United States v. One, 793 F. Supp. 2d 157, 161 n. 5 (D.D.C. 2011):

Generally, in deciding whether to grant interim injunctive relief, the Court must evaluate whether: "(1) the plaintiff has a substantial likelihood of success on the merits; (2) the plaintiff would suffer irreparable injury were an injunction not granted; (3) an injunction would substantially injure other interested parties; and (4) the grant of an injunction would further the public interest." Ark. Dairy Coop. Ass'n v. United States Dep't of Agric., 573 F.3d 815, 821, 387 U.S. App. D.C. 346 (D.C. Cir. 2009) (citing Serono Labs., Inc. v. Shalala, 158 F.3d 1313, 1317-18, 332 U.S. App. D.C. 407 (D.C. Cir. 1998)). Although these four factors have typically been evaluated on a "sliding scale" — whereby if the movant makes an unusually strong showing on one of the factors, then it does not necessarily have to make as strong a showing on another factor, see Davis v. Pension Benefit Guar. Corp., 571 F.3d 1288,1291-92, 387 U.S. App. D.C. 205 (D.C. Cir. 2009) — it is unclear whether this sliding-scale approach is still controlling in light of the Supreme Court's decision in Winter v. Natural Resources Defense Council, 555 U.S. 7, 129 S. Ct. 365, 374, 172 L. Ed. 2d 249 (2008). See Sherley v. Sebelius, No. 10-5287, 644 F.3d 388, 2011 U.S. App. LEXIS 8686, at *10-12 (D.C. Cir.
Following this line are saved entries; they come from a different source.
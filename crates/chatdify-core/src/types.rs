// SPDX-FileCopyrightText: 2026 Chatdify Contributors
// SPDX-License-Identifier: MIT OR Apache-2.0

//! Domain types shared across the bridge.

use std::collections::{BTreeMap, BTreeSet};
use std::str::FromStr;

use chrono::{DateTime, Utc};
use serde::{Deserialize, Serialize};
use strum::{Display, EnumString};

use crate::error::BridgeError;

/// Chatwoot conversation identifier.
pub type ConversationId = i64;

/// The type of an adapter plugin.
#[derive(Debug, Clone, Copy, PartialEq, Eq, Hash, Serialize, Deserialize, Display, EnumString)]
pub enum AdapterType {
    /// Conversation platform (Chatwoot).
    Conversation,
    /// AI completion backend (Dify).
    Completion,
    /// Persistence backend.
    Storage,
}

/// Health status of an adapter.
#[derive(Debug, Clone, PartialEq, Eq, Serialize, Deserialize)]
pub enum HealthStatus {
    Healthy,
    Degraded(String),
    Unhealthy(String),
}

/// Kind of inbound event after normalization.
#[derive(Debug, Clone, Copy, PartialEq, Eq, Hash, Serialize, Deserialize, Display, EnumString)]
#[strum(serialize_all = "snake_case")]
#[serde(rename_all = "snake_case")]
pub enum EventType {
    MessageCreated,
    ConversationStatusChanged,
    Other,
}

/// Direction of a message relative to the support team.
#[derive(Debug, Clone, Copy, PartialEq, Eq, Hash, Serialize, Deserialize, Display, EnumString)]
#[strum(serialize_all = "snake_case")]
#[serde(rename_all = "snake_case")]
pub enum MessageDirection {
    Incoming,
    Outgoing,
}

/// Canonical representation of one webhook delivery.
#[derive(Debug, Clone, PartialEq, Serialize, Deserialize)]
pub struct InboundEvent {
    /// Identifier assigned by the source platform. Repeats across redeliveries.
    pub event_id: String,
    pub conversation_id: ConversationId,
    /// Message body, empty for status-only events.
    pub message_text: String,
    pub event_type: EventType,
    pub received_at: DateTime<Utc>,
    /// Event name as sent by the platform (e.g. `conversation_deleted`).
    pub source_event: String,
    pub direction: Option<MessageDirection>,
    /// Conversation status carried by the payload, used to refresh the cache.
    pub conversation_status: Option<ConversationStatus>,
}

impl InboundEvent {
    /// The idempotency key: `event_id` + `conversation_id` + `event_type`.
    pub fn idempotency_key(&self) -> String {
        format!(
            "{}:{}:{}",
            self.conversation_id, self.event_type, self.event_id
        )
    }
}

/// Chatwoot conversation status.
#[derive(
    Debug, Clone, Copy, PartialEq, Eq, Hash, PartialOrd, Ord, Serialize, Deserialize, Display, EnumString,
)]
#[strum(serialize_all = "snake_case")]
#[serde(rename_all = "snake_case")]
pub enum ConversationStatus {
    Open,
    Pending,
    Resolved,
    Snoozed,
}

impl ConversationStatus {
    pub const ALL: [ConversationStatus; 4] = [
        ConversationStatus::Open,
        ConversationStatus::Pending,
        ConversationStatus::Resolved,
        ConversationStatus::Snoozed,
    ];

    /// Parse a raw status string, rejecting anything outside the enumerated set.
    pub fn parse(raw: &str) -> Result<Self, BridgeError> {
        ConversationStatus::from_str(raw.trim().to_ascii_lowercase().as_str())
            .map_err(|_| BridgeError::InvalidArgument(format!("unknown conversation status `{raw}`")))
    }
}

/// Conversation priority as understood by Chatwoot.
#[derive(
    Debug, Clone, Copy, PartialEq, Eq, Hash, Default, Serialize, Deserialize, Display, EnumString,
)]
#[strum(serialize_all = "snake_case")]
#[serde(rename_all = "snake_case")]
pub enum Priority {
    #[default]
    None,
    Low,
    Medium,
    High,
    Urgent,
}

impl Priority {
    /// Parse a raw priority string.
    ///
    /// Anything outside `{none, low, medium, high, urgent}` is an
    /// [`BridgeError::InvalidArgument`].
    pub fn parse(raw: &str) -> Result<Self, BridgeError> {
        Priority::from_str(raw.trim().to_ascii_lowercase().as_str())
            .map_err(|_| BridgeError::InvalidArgument(format!("unknown priority `{raw}`")))
    }
}

/// Per-conversation processing state: the durable anchor for idempotency,
/// the AI lease, and the status cache.
#[derive(Debug, Clone, PartialEq, Serialize, Deserialize)]
pub struct ConversationState {
    pub conversation_id: ConversationId,
    pub last_processed_event_id: Option<String>,
    pub status: ConversationStatus,
    pub priority: Priority,
    pub pending_ai_request_id: Option<String>,
    pub lease_expires_at: Option<DateTime<Utc>>,
    pub dify_conversation_id: Option<String>,
    pub assignee_id: Option<i64>,
    pub updated_at: String,
}

/// Result of one AI invocation.
#[derive(Debug, Clone, Default, PartialEq, Serialize, Deserialize)]
pub struct AIResponse {
    pub reply_text: String,
    pub suggested_labels: BTreeSet<String>,
    pub suggested_priority: Option<Priority>,
    pub custom_attributes: BTreeMap<String, String>,
    /// Do not auto-reply; route to a human instead.
    pub escalate: bool,
    /// Dify-side conversation id to reuse on the next turn.
    pub dify_conversation_id: Option<String>,
}

/// One message of recent history passed to the AI.
#[derive(Debug, Clone, PartialEq, Eq, Serialize, Deserialize)]
pub struct ContextMessage {
    pub direction: MessageDirection,
    pub content: String,
}

/// Snapshot of a conversation as reported by Chatwoot.
#[derive(Debug, Clone, Default, PartialEq, Serialize, Deserialize)]
pub struct ConversationData {
    pub id: ConversationId,
    pub status: Option<ConversationStatus>,
    pub priority: Option<Priority>,
    pub labels: BTreeSet<String>,
    pub custom_attributes: BTreeMap<String, serde_json::Value>,
    pub assignee_id: Option<i64>,
    pub team_id: Option<i64>,
}

/// Everything the AI needs to answer one inbound message.
#[derive(Debug, Clone, PartialEq, Serialize, Deserialize)]
pub struct ConversationContext {
    pub conversation_id: ConversationId,
    pub message_text: String,
    pub direction: MessageDirection,
    pub status: Option<ConversationStatus>,
    pub labels: BTreeSet<String>,
    pub custom_attributes: BTreeMap<String, serde_json::Value>,
    pub history: Vec<ContextMessage>,
    pub dify_conversation_id: Option<String>,
}

/// A Chatwoot team.
#[derive(Debug, Clone, PartialEq, Eq, Serialize, Deserialize)]
pub struct Team {
    pub id: i64,
    pub name: String,
}

/// Target of a conversation assignment.
#[derive(Debug, Clone, Copy, PartialEq, Eq, Serialize, Deserialize)]
#[serde(rename_all = "snake_case")]
pub enum Assignee {
    Agent(i64),
    Team(i64),
}

impl std::fmt::Display for Assignee {
    fn fmt(&self, f: &mut std::fmt::Formatter<'_>) -> std::fmt::Result {
        match self {
            Assignee::Agent(id) => write!(f, "agent:{id}"),
            Assignee::Team(id) => write!(f, "team:{id}"),
        }
    }
}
Apr. 29, 2011) (discussing the circuit split on the issue of whether Winter precludes continuing adherence to the sliding-scale approach, then concluding that "[w]e need not wade into this circuit split today because . . . in this case a preliminary injunction is not appropriate even under the less demanding sliding-scale analysis").